The main is then twisted off at the top, with even use of the traveller taken to the mid point in up to force 4 or more. Twist reduces healing while increasing forward power as the sails are pointing forward more. Correspondingly it decreases pointing by the top leverage effect being reduced, which is also desirable, but it does set a max height to which you can point before losing the effect of the sail. Top tell tale then should fly all the time in any difficult waves.
It is a hard ask of a main trimmer, but on some boats in waves it can pay to play the main sheet rather than the traveller in waves because you keep the boat powering while reducing heel in the gusts. Traveller dumps depower the boat and it can take some time before the helm feels the groove is established afterr a dump in a gust especially with just a couple of adverse wave hits.

In a dinghy too, you may find that having a really hard kicker, vang sheeting as it is called, can be counter productive in waves and you are better sailing lower and with more power, using the main sheet to depower while holding a low course through the waves.

Helming

Once you have actually given rig setting a good tweak and discussed this, observed it, measured it and so on it is time to get out and try it out. You may find that sailing your dinghy on lake chop now becomes a lot easier, and when you first race your progress is much better despite the bow looking like it is pointing lower.

In small chop or soft longer waves then you may find the boat now punches through and you more or less hold a course to the jib luff and sail away from your previous position in the fleet. Suddenly as it has done with me, you get the feeling for good boat speed and no longer fighting the boat.

As the chop gets bigger and we start to climb notably and slam down the other side of waves, then we need to use more helm to steer us through.

Generally percieved wisdom is to luff up until the bow passes the crest of the wave and then fall off. The falling off achieves two things, firstly it reaccelerates you with most of the boats water line in the water and secondly you avoid slamming down into the trough and having a lot of water resistance as you dig into the next wave.

However this is not always the case. Sometimes we see that the current wave ahead is small and we can keep the boat pointing. This is partly what Frank Bethwaite talks about in 'aim for the flatter parts' but also that you have an advantage to gain if you can keep going a little steeper uphill when the waves allow you to so to speak. You may indeed find that you are in low-fast punching mode with little active steering until every magical 'seventh' wave which you then have to steer the bow up and over, avoiding stalling in the trough.

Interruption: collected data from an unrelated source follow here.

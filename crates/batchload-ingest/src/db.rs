//! Connection pool set-up

use sqlx::postgres::{PgPool, PgPoolOptions};
use std::time::Duration;

use crate::config::{ConfigError, DatabaseConfig};

#[derive(thiserror::Error, Debug)]
pub enum DbError {
    #[error("Database connection failed: {0}")]
    Sqlx(#[from] sqlx::Error),

    #[error(transparent)]
    Config(#[from] ConfigError),
}

pub type DbResult<T> = Result<T, DbError>;

pub async fn create_pool(config: &DatabaseConfig) -> DbResult<PgPool> {
    let options = config.connect_options()?;

    let host = options.get_host().to_string();
    let database = options.get_database().unwrap_or_default().to_string();

    let pool = PgPoolOptions::new()
        .max_connections(config.max_connections)
        .acquire_timeout(Duration::from_secs(config.connect_timeout_secs))
        .connect_with(options)
        .await?;

    tracing::info!(
        host = %host,
        database = %database,
        max_connections = config.max_connections,
        "Database connection pool created"
    );

    Ok(pool)
}

pub async fn health_check(pool: &PgPool) -> DbResult<()> {
    sqlx::query("SELECT 1")
        .execute(pool)
        .await
        .map(|_| ())
        .map_err(DbError::from)
}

Your rig should be set then to allow for all this helming without much sheeting if any in a keel boat, and little in a dinghy. There should be more to gain in having all your crew hiking out in the middle of the boat on a keel boat, or in using your body weight (look up Kinetics) and helming in a dinghy to make the split second movements to get ontop of the wave and off it at a lower angle.

Trim and Balance

As mentioned for dinghy sailors there are some advanced ways of moving around in the Laser in particular which help reduce use of rudder while increasing actually power in the mini pumps upwind.

Putting that to the advanced learning side, in general all boats have the same principles.

In lighter chop which means waves which  you do not slam into, rather nudge through, you actually want to trim the bow down a little more than usual because this then allows you to pierce the waves without shaking the rig, while also the wave exits the boat with less drag from the stern and the rudder. This is not mentioned in any text book I have read, but is to be found in a couple of Norths tuning /sailing guides I have seen. It applies to most all boats, but the effect wears off first in dinghies of course as the wave size increases.  In terms of sail sheeting and so on, you still want to achieve more power as the waves are creating more resistance and exit drag than flat water. Essentially you want the boat to punch along without rocking.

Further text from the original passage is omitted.